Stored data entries
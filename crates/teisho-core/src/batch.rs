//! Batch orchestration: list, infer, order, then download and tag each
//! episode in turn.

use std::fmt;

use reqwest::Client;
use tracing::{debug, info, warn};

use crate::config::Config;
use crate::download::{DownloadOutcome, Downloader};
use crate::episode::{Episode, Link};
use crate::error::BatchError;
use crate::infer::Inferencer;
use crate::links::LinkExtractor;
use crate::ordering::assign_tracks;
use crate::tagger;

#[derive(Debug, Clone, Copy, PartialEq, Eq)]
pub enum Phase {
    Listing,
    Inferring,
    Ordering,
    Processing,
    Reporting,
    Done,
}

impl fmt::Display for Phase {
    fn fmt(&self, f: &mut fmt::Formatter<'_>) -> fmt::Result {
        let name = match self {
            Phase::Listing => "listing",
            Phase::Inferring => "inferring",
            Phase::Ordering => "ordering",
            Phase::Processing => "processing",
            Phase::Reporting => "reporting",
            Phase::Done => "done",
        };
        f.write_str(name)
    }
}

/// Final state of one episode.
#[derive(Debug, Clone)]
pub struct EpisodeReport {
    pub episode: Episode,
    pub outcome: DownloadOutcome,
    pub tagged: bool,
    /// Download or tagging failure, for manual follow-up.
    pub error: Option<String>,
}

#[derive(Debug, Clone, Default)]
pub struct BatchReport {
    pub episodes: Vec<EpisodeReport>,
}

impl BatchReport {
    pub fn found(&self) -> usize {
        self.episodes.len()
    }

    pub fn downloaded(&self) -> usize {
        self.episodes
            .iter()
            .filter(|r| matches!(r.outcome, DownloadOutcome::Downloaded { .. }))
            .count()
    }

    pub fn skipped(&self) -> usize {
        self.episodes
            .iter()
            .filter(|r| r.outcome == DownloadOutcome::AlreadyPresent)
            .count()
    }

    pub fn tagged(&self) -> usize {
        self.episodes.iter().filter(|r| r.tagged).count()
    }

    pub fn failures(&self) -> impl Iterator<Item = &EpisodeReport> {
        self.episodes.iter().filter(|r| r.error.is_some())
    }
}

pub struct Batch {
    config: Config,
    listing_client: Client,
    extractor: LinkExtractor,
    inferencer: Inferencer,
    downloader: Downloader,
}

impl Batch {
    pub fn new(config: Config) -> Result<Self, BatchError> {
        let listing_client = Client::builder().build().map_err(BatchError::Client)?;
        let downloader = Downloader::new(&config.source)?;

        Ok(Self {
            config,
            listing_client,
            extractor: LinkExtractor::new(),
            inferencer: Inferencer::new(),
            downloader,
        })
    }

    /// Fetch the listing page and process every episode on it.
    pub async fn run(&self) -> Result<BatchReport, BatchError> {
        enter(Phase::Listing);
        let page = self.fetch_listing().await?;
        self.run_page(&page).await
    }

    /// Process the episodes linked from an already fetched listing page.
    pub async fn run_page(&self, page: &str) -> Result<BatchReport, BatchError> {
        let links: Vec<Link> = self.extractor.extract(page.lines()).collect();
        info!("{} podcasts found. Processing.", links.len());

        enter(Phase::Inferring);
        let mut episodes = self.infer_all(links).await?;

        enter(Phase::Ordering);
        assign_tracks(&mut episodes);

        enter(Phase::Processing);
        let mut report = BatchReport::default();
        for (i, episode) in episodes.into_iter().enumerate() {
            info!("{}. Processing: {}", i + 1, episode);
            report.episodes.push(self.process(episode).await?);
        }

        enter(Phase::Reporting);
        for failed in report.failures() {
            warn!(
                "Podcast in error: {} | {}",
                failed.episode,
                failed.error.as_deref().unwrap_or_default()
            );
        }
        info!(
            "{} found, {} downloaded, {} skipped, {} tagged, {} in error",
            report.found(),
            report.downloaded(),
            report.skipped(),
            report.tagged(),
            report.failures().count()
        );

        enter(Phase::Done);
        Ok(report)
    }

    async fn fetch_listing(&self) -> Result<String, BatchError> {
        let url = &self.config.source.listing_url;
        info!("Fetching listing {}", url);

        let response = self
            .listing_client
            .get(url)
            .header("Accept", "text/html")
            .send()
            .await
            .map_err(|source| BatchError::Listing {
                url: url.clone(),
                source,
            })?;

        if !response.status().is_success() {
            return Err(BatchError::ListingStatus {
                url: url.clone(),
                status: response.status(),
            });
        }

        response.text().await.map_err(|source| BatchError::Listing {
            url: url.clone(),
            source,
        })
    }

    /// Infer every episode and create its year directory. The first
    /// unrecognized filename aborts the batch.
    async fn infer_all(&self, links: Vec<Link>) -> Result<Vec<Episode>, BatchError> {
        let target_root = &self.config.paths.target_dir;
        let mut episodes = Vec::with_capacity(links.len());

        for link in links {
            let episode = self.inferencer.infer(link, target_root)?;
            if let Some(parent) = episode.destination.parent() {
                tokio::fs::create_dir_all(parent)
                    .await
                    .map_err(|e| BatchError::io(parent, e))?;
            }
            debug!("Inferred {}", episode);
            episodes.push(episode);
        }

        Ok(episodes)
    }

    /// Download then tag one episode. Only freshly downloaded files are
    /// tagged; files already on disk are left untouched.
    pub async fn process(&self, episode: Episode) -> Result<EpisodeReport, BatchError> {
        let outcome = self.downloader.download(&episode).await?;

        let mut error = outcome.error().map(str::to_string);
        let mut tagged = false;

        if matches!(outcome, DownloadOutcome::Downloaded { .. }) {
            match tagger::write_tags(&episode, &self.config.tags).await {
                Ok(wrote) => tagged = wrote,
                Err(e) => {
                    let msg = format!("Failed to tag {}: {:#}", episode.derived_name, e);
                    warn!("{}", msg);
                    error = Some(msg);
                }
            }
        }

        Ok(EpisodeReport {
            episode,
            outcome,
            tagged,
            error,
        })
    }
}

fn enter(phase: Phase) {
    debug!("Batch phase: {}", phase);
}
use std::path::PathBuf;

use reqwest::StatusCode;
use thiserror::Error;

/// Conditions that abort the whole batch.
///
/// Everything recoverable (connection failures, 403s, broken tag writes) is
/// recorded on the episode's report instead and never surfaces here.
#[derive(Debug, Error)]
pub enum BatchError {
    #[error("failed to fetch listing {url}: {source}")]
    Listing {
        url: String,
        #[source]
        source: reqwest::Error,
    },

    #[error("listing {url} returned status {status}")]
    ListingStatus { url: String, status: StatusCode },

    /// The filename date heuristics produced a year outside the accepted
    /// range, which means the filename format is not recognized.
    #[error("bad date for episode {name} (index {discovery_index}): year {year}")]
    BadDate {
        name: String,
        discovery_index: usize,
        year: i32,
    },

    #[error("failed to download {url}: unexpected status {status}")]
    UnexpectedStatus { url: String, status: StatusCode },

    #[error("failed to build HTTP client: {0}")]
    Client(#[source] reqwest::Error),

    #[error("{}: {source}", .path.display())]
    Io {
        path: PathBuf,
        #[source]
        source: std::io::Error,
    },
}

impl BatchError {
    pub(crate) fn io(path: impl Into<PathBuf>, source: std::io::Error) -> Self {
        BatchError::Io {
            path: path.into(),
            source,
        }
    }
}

Exercise - Gather up the lines containing the word "files" from these records and copy them.

Exercise output -
    /// Download then tag one episode. Only freshly downloaded files are
    /// tagged; files already on disk are left untouched.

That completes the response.